If you’re unfamiliar, SEPs are places where persons who inject drugs can go to dispose of used syringes and get new sterile ones, as well as counseling, education and treatment referrals if they so desire. SEPs are proven to reduce the number of people contracting HIV/Hepatitis C as well as the occurrence of overdose and other poor health outcomes like endocarditis (heart infection) and abscesses (pus filled infections) while also increasing retention in abstinence based substance treatment facilities.
In Vanderburgh County, where I reside, a SEP has yet to be approved.
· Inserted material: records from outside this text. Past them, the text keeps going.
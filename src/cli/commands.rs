//! Command implementation for the CLI

use crate::{
    cli::Args,
    config::Config,
    core::{Predicate, parse_numbers},
};
use anyhow::Context;
use clap::CommandFactory;
use std::io::{self, Write};
use tracing::{debug, info, instrument};

/// Print usage when there is nothing to filter, otherwise filter and print
#[instrument(skip(config))]
pub fn execute_command(config: &Config) -> anyhow::Result<()> {
    if config.wants_help() {
        debug!("No numbers given, printing usage");
        return print_usage();
    }

    execute_filter_command(config)
}

/// Print the generated usage text to stdout
fn print_usage() -> anyhow::Result<()> {
    Args::command()
        .print_help()
        .context("Failed to print usage")
}

#[instrument(skip(config))]
fn execute_filter_command(config: &Config) -> anyhow::Result<()> {
    let filters = config.filter_set();
    debug!(
        "Active filters ({}): {:?}",
        config.mode,
        filters.iter().map(Predicate::name).collect::<Vec<_>>()
    );

    // Every token is converted before anything is printed
    let nums = parse_numbers(&config.numbers).context("Failed to parse numbers")?;

    let result = config.mode.apply(&nums, &filters);
    info!("{} of {} numbers passed", result.len(), nums.len());

    let mut stdout = io::stdout().lock();
    writeln!(stdout, "{}", render(&result)).context("Failed to write result")?;
    Ok(())
}

/// Join numbers with single spaces
fn render(nums: &[i64]) -> String {
    nums.iter()
        .map(i64::to_string)
        .collect::<Vec<_>>()
        .join(" ")
}
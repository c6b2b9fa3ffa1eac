//! # Number Filter
//!
//! A command-line tool that filters a list of integers, keeping only those
//! that satisfy a combination of predicates: parity, primality, multiples
//! and comparisons.
//!
//! ## Features
//!
//! - Pure numeric predicates and partial application for parameterized ones
//! - "All must pass" and "any must pass" combination modes
//! - Explicit presence tracking for parameterized filters (`--eq 0`)
//!
//! ## Example
//!
//! ```
//! use numfilter::core::{Mode, Predicate, predicates};
//!
//! let filters = vec![
//!     Predicate::new("even", predicates::is_even),
//!     Predicate::bound("mult", predicates::is_multiple_of, 3),
//! ];
//! assert_eq!(Mode::All.apply(&[1, 2, 3, 4, 5, 6], &filters), vec![6]);
//! ```

pub mod cli;
pub mod config;
pub mod core;
pub mod error;

use anyhow::Result;
use tracing_subscriber::{EnvFilter, layer::SubscriberExt, util::SubscriberInitExt};

/// Initialize logging with appropriate verbosity
///
/// Logs go to stderr; stdout only carries results and usage.
pub fn setup_logging(debug: bool) -> Result<()> {
    let filter = if debug {
        EnvFilter::new("debug")
    } else {
        EnvFilter::new("warn")
    };

    tracing_subscriber::registry()
        .with(
            tracing_subscriber::fmt::layer()
                .with_writer(std::io::stderr)
                .with_target(false)
                .with_level(true)
                .compact(),
        )
        .with(filter)
        .try_init()
        .map_err(|e| anyhow::anyhow!("Failed to initialize logging: {}", e))?;

    Ok(())
}
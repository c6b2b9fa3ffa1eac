//! Core filtering functionality
//!
//! Contains the numeric predicates, the filter engine and the conversion of
//! command-line tokens into numbers.

pub mod filter;
pub mod numbers;
pub mod predicates;

pub use filter::{Mode, Predicate, filter_all, filter_any};
pub use numbers::parse_numbers;
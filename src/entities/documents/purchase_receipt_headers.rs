use chrono::{DateTime, NaiveDate, Utc};
use sea_orm::entity::prelude::*;
use serde::{Deserialize, Serialize};

/// Purchase material receipt: goods received against purchase order lines.
#[derive(Clone, Debug, PartialEq, DeriveEntityModel, Serialize, Deserialize)]
#[sea_orm(table_name = "purchase_receipt_headers")]
pub struct Model {
    #[sea_orm(primary_key, auto_increment = false)]
    pub doc_no: String,
    pub doc_date: NaiveDate,
    pub warehouse: String,
    pub supplier: String,
    pub remark: Option<String>,
    pub actor: String,
    pub created_at: DateTime<Utc>,
}

#[derive(Copy, Clone, Debug, EnumIter, DeriveRelation)]
pub enum Relation {
    #[sea_orm(has_many = "super::purchase_receipt_lines::Entity")]
    Lines,
}

impl Related<super::purchase_receipt_lines::Entity> for Entity {
    fn to() -> RelationDef {
        Relation::Lines.def()
    }
}

impl ActiveModelBehavior for ActiveModel {}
This is in part because the county health commissioner feels as though we have not yet reached high enough levels of HIV/HCV occurrence to warrant declaring a health emergency. This is important because per SEA 461 each county health commissioner must move the first lever of approving an SEP by declaring a health emergency. Vanderburgh county has yet to move forward with even beginning the process of applying for a SEP despite the fact that we have 3x as many confirmed overdoses this year as we had all of last year, and relatively clear indicators of rising HCV occurrence.
As we continue to address policy issues around HCV + people accessing medical care and ramp up efforts at removing restrictions on insurance approval of medications that result in rationing, we must also remain steadfast in the effort to embed harm reduction prevention strategies in high risk communities. Where high rates of hepatitis C occur often high rates of HIV will follow. Prevention means being pragmatic and proactive. A handful of other counties throughout Indiana have pending applications for SEPs. Vanderburgh county is not one of them, but it needs to be and sooner rather than later.